◆ DATA SUPPLIED ◆
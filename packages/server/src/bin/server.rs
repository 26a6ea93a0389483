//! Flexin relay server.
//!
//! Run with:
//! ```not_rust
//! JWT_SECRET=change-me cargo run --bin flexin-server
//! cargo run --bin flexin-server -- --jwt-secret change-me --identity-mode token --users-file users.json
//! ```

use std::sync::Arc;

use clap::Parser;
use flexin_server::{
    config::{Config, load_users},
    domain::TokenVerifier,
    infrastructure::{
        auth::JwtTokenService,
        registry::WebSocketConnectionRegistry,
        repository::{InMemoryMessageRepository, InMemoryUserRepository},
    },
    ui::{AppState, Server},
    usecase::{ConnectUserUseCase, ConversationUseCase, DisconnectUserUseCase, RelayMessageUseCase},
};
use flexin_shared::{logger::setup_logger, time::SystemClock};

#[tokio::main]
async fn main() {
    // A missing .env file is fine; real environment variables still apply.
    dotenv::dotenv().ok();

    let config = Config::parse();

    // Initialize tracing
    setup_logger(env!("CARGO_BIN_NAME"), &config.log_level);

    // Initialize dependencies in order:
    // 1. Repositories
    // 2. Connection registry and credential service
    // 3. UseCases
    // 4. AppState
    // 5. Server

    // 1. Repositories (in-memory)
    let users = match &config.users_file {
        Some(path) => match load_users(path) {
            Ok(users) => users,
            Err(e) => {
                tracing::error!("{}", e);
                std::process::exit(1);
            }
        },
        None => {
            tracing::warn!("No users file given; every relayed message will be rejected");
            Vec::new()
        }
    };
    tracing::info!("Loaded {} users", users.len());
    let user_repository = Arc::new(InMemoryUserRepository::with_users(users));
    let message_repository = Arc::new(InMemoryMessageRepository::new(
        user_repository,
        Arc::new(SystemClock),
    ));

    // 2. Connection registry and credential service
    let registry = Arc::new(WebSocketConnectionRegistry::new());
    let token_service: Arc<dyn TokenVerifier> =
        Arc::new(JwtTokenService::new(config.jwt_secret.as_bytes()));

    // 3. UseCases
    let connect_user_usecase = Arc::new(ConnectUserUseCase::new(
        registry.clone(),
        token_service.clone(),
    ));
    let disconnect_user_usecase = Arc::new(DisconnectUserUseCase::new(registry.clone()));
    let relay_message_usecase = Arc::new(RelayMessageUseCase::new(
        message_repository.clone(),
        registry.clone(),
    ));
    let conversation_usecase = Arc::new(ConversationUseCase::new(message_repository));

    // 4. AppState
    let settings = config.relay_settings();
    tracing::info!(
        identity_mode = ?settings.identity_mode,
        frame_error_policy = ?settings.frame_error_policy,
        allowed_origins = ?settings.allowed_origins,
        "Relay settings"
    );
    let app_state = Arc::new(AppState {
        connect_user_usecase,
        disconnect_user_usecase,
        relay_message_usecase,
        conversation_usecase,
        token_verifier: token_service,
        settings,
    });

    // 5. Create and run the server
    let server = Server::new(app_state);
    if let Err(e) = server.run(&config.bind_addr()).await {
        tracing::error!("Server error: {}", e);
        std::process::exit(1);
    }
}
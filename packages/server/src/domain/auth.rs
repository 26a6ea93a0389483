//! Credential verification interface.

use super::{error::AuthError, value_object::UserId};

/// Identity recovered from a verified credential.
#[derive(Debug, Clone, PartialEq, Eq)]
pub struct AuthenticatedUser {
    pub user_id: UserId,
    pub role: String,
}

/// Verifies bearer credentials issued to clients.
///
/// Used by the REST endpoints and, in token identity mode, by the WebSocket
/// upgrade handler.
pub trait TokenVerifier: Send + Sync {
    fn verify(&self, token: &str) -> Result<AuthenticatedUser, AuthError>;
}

==

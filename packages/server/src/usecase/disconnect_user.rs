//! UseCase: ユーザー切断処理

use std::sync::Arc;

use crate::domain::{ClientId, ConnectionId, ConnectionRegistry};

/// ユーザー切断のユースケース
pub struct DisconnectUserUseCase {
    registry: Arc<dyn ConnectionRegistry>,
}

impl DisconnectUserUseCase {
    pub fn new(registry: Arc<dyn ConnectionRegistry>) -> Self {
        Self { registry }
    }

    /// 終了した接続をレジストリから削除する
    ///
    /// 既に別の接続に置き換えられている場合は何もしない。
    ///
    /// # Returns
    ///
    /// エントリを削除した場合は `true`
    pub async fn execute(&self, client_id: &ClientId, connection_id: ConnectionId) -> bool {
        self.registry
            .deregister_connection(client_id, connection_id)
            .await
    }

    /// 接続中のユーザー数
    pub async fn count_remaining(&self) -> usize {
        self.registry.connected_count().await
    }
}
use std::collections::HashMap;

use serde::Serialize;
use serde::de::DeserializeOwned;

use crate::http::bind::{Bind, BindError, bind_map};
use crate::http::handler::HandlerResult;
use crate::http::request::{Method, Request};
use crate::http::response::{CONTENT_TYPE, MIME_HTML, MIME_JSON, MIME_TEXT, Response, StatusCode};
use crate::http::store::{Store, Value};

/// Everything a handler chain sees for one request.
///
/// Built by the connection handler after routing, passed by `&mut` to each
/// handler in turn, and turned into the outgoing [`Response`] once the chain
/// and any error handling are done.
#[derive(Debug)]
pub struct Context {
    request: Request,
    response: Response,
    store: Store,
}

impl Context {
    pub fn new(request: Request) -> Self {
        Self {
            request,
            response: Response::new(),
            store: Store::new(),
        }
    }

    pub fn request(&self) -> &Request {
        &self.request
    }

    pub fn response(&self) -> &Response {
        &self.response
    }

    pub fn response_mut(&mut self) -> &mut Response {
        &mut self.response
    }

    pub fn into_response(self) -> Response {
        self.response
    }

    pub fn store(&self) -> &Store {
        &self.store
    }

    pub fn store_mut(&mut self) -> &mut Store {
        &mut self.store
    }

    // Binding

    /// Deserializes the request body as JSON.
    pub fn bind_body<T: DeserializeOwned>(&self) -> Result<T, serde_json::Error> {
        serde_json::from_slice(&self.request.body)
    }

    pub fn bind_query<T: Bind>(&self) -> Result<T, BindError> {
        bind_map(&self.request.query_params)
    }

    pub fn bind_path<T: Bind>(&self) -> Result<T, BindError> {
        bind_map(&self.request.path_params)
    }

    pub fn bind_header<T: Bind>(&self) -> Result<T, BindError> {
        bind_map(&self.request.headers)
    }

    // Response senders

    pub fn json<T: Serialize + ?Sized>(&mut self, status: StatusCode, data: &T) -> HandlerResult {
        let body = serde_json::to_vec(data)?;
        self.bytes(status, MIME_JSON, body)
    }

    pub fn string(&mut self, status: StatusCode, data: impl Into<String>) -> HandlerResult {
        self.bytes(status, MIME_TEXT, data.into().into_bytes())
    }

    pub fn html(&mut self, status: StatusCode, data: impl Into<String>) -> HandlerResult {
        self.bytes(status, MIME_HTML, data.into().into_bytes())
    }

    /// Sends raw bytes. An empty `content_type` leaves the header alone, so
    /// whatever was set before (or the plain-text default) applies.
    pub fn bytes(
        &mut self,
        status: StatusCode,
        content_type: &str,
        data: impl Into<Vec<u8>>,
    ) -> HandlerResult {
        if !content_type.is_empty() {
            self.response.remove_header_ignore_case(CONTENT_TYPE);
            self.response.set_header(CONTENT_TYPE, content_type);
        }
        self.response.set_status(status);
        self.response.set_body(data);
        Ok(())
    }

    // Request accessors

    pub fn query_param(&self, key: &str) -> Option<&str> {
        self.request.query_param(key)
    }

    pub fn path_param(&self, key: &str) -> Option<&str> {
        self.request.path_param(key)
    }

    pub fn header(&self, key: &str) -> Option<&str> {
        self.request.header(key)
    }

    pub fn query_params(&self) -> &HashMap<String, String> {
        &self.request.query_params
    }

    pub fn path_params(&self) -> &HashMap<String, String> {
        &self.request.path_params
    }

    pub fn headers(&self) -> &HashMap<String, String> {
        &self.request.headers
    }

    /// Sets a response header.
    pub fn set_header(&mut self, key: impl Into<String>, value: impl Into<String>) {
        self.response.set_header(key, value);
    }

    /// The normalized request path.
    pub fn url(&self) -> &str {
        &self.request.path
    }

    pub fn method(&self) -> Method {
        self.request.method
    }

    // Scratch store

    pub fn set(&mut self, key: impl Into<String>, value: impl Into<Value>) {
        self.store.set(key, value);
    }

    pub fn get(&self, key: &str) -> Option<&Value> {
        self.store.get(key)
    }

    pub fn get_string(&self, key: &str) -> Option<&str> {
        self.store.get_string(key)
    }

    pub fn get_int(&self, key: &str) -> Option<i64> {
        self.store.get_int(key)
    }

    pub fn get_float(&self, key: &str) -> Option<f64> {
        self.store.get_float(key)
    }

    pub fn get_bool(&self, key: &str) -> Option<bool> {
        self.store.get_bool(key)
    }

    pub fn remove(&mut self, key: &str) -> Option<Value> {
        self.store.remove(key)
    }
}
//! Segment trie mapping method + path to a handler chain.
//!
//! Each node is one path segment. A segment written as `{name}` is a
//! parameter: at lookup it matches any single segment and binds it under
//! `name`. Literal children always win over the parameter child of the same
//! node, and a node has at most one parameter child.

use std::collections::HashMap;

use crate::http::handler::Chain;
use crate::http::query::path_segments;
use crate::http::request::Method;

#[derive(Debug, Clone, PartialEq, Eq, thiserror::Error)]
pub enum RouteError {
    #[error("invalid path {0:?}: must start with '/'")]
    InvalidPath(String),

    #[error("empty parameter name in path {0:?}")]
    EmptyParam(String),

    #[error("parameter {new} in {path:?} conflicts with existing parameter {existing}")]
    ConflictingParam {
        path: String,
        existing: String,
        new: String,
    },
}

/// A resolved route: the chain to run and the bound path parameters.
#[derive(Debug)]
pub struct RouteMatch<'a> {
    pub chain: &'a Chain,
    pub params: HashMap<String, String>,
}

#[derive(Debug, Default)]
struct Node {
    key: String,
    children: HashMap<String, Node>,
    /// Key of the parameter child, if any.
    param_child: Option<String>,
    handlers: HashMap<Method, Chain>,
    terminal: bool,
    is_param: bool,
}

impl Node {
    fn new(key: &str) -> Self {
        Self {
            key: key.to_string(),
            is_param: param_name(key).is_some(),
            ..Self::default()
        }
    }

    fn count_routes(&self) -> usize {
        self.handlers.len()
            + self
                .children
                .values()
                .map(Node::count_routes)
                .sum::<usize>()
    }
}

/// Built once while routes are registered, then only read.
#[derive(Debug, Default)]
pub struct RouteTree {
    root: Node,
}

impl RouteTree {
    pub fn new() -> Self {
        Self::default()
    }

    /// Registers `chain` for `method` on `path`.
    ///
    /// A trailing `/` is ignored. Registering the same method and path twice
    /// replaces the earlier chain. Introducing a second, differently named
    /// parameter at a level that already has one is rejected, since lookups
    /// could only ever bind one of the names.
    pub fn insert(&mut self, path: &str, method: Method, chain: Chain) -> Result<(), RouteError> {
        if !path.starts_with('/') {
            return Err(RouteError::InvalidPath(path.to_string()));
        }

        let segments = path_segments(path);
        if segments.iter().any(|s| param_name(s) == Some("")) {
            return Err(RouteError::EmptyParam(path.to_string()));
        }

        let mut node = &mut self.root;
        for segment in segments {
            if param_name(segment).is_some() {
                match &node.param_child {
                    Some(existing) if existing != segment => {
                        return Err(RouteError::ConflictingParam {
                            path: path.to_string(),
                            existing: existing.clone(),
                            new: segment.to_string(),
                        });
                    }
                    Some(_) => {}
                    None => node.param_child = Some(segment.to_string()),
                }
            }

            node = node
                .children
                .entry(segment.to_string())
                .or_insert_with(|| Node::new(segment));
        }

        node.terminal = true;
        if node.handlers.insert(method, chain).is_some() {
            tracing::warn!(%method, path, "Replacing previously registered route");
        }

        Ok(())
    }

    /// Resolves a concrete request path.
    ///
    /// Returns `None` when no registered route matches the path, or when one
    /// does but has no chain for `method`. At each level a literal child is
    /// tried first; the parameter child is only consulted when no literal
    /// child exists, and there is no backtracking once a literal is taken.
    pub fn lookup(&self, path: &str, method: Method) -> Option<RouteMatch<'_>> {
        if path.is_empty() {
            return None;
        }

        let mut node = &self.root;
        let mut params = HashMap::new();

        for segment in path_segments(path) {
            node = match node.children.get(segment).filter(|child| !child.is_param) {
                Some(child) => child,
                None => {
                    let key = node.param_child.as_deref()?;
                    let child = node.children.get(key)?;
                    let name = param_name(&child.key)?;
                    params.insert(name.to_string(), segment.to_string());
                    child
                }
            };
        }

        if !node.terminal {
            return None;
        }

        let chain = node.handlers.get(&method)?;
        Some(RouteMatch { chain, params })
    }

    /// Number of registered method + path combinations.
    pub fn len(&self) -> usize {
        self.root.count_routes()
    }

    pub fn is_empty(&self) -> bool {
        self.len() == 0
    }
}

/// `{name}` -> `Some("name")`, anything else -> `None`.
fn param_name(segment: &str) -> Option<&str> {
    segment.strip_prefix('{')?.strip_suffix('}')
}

==

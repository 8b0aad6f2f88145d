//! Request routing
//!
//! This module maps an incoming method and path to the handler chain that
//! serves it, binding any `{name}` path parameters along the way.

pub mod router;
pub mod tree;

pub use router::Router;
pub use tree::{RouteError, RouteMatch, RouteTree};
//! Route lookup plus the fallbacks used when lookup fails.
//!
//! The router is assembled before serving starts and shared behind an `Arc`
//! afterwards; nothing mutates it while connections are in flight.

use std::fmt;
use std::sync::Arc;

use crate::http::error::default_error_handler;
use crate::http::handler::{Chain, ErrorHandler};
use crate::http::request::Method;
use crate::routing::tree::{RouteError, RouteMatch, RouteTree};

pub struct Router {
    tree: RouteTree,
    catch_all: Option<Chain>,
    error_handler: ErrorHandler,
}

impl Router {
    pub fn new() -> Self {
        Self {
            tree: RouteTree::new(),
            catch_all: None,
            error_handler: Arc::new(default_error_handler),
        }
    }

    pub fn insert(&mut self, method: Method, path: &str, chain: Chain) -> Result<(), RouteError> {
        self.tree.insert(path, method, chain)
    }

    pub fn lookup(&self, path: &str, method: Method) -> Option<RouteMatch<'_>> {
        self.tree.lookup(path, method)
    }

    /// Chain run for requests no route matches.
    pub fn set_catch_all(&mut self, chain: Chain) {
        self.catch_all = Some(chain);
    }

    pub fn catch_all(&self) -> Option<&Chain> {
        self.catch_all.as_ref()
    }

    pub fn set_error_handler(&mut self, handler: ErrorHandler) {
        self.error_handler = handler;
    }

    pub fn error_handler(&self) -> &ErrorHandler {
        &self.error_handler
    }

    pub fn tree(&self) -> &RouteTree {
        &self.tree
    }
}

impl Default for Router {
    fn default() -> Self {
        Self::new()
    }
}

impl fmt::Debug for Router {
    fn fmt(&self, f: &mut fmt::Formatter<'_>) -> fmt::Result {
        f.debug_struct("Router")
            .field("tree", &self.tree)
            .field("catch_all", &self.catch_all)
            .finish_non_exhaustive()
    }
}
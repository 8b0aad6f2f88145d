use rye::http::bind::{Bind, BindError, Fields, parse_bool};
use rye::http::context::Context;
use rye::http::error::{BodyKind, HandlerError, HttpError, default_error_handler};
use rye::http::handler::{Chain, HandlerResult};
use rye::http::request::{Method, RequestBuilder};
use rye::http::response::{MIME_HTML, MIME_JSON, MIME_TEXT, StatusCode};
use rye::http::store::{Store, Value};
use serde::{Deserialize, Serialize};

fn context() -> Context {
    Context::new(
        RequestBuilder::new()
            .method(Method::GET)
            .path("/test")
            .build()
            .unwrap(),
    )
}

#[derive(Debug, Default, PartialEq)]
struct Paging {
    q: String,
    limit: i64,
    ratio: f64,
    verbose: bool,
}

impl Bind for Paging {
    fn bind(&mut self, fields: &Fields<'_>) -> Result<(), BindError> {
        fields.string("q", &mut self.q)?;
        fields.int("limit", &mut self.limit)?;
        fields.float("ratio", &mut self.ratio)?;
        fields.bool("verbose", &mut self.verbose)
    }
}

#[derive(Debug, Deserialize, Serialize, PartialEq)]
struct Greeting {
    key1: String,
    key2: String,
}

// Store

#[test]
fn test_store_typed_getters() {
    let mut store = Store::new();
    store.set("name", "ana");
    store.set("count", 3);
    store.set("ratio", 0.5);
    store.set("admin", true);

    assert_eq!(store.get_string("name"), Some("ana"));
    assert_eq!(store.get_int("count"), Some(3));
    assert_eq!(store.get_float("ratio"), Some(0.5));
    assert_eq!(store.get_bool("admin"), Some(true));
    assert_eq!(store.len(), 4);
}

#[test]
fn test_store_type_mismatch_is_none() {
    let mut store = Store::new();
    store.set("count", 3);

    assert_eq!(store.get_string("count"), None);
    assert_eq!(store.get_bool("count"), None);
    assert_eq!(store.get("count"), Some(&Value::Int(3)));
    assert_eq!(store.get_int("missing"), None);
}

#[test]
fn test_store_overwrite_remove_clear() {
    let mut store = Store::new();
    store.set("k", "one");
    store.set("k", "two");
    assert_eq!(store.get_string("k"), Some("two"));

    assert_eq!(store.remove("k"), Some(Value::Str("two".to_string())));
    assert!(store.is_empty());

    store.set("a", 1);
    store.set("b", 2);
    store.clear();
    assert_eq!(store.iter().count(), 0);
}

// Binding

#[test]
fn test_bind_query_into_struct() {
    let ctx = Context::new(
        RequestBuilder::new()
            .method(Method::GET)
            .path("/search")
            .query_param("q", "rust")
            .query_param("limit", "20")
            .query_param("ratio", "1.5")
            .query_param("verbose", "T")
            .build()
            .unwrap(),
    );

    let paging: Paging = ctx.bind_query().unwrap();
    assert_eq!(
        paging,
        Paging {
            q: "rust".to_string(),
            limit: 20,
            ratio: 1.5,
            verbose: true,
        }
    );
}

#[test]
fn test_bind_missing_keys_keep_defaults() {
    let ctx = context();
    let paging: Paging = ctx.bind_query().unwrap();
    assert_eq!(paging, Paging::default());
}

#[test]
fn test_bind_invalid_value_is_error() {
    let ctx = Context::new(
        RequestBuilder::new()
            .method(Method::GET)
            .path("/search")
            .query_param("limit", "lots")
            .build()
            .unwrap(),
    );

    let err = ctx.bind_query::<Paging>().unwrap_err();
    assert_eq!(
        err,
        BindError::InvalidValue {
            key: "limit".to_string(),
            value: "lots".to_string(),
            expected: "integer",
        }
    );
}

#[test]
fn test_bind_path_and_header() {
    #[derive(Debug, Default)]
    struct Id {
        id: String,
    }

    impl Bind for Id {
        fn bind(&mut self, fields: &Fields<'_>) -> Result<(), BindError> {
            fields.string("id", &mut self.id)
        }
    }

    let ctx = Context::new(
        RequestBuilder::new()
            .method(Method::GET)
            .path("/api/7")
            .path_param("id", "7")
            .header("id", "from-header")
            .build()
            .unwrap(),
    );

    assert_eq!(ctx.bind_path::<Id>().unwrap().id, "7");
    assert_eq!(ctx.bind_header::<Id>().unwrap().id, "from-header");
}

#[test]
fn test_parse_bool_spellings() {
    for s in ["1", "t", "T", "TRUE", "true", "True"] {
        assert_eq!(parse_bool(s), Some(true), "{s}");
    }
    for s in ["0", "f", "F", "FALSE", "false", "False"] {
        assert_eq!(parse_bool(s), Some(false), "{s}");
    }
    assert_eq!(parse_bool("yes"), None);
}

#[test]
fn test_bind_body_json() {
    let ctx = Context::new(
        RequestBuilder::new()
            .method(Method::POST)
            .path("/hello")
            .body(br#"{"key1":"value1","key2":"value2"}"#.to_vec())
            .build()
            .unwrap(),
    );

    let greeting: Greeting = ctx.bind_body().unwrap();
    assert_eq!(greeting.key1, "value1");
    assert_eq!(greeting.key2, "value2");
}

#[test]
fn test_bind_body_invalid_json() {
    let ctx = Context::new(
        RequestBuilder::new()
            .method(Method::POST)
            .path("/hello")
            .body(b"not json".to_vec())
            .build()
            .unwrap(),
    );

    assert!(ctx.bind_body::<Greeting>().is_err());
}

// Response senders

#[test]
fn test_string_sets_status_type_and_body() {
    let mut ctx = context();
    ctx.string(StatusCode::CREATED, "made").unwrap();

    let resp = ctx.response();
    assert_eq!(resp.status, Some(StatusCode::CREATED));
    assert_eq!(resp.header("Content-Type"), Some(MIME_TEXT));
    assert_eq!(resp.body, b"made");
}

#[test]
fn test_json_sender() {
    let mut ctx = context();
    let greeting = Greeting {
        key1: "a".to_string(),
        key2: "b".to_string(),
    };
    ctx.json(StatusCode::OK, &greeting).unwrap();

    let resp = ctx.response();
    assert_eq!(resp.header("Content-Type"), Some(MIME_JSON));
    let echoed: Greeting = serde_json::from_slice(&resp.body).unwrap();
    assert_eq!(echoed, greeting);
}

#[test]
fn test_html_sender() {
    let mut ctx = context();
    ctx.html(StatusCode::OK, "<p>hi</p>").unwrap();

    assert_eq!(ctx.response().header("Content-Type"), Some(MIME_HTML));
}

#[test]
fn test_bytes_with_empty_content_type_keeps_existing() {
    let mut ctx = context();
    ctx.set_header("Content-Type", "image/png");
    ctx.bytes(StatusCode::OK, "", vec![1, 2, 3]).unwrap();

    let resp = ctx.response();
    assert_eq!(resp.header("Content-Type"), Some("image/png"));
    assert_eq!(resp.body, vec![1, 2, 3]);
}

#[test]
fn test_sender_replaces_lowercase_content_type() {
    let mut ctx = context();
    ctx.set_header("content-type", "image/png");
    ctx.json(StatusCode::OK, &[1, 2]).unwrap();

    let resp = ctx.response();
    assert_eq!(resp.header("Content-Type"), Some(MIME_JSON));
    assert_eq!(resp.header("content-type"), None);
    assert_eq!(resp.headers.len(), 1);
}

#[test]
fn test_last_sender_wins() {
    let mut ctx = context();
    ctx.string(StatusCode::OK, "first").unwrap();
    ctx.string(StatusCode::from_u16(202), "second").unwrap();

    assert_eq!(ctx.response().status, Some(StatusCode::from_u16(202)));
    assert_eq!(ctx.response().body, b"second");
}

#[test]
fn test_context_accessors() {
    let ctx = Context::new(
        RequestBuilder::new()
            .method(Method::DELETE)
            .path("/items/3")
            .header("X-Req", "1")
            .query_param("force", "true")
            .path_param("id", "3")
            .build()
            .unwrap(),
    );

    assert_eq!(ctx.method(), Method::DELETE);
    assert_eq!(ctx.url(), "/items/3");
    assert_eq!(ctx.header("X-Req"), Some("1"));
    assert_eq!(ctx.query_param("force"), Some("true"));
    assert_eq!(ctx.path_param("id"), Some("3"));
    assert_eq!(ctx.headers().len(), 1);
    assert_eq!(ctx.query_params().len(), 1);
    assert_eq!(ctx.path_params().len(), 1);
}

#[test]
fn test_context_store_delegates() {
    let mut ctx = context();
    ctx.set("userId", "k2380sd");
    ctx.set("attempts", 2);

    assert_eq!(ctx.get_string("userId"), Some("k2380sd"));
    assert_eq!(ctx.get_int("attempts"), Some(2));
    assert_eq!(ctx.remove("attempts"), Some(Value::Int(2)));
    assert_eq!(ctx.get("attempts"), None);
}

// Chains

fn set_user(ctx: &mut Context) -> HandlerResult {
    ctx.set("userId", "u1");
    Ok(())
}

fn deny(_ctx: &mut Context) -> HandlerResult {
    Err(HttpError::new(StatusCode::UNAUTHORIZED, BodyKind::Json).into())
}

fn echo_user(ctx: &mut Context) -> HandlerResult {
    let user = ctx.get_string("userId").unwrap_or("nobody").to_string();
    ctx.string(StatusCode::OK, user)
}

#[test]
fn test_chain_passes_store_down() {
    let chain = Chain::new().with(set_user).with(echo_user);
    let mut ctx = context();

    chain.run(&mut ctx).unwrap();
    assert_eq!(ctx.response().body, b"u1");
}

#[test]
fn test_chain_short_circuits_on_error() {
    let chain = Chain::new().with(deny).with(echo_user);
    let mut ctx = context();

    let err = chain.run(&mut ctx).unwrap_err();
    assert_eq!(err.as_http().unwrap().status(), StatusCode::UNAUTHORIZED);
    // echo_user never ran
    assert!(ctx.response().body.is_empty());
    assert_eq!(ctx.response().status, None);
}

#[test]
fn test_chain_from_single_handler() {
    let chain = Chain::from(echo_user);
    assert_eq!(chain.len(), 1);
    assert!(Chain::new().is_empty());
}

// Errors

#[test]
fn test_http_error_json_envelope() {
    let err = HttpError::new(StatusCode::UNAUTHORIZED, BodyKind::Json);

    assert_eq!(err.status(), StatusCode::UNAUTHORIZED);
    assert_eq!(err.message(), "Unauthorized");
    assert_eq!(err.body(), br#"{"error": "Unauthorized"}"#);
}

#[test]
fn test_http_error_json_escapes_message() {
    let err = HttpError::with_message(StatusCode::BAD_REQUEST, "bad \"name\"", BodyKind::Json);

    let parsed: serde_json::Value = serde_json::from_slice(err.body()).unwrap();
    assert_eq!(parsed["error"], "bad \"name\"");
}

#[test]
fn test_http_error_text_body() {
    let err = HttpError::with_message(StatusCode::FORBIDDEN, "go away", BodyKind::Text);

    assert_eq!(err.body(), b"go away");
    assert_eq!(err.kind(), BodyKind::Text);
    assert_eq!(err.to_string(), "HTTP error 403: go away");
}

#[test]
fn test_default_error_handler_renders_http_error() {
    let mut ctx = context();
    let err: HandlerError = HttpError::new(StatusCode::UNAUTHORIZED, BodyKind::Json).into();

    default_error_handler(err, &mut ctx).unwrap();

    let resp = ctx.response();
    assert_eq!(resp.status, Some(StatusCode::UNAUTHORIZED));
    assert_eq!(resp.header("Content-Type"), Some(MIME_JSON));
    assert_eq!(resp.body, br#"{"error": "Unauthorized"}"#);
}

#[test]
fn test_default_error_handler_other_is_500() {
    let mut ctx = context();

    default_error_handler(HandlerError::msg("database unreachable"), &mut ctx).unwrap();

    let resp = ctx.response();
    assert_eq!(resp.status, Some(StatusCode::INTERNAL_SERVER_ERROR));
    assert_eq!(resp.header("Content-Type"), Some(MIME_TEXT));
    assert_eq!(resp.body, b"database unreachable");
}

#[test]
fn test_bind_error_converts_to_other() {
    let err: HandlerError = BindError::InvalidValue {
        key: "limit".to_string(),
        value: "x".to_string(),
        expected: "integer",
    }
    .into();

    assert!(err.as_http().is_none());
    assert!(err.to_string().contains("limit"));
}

◆ WHAT IS EXPECTED ◆
Across all lines of the data above, count those that contain the word "echoed", giving the number without further comment.

◆ EXERCISE RESPONSE ◆
2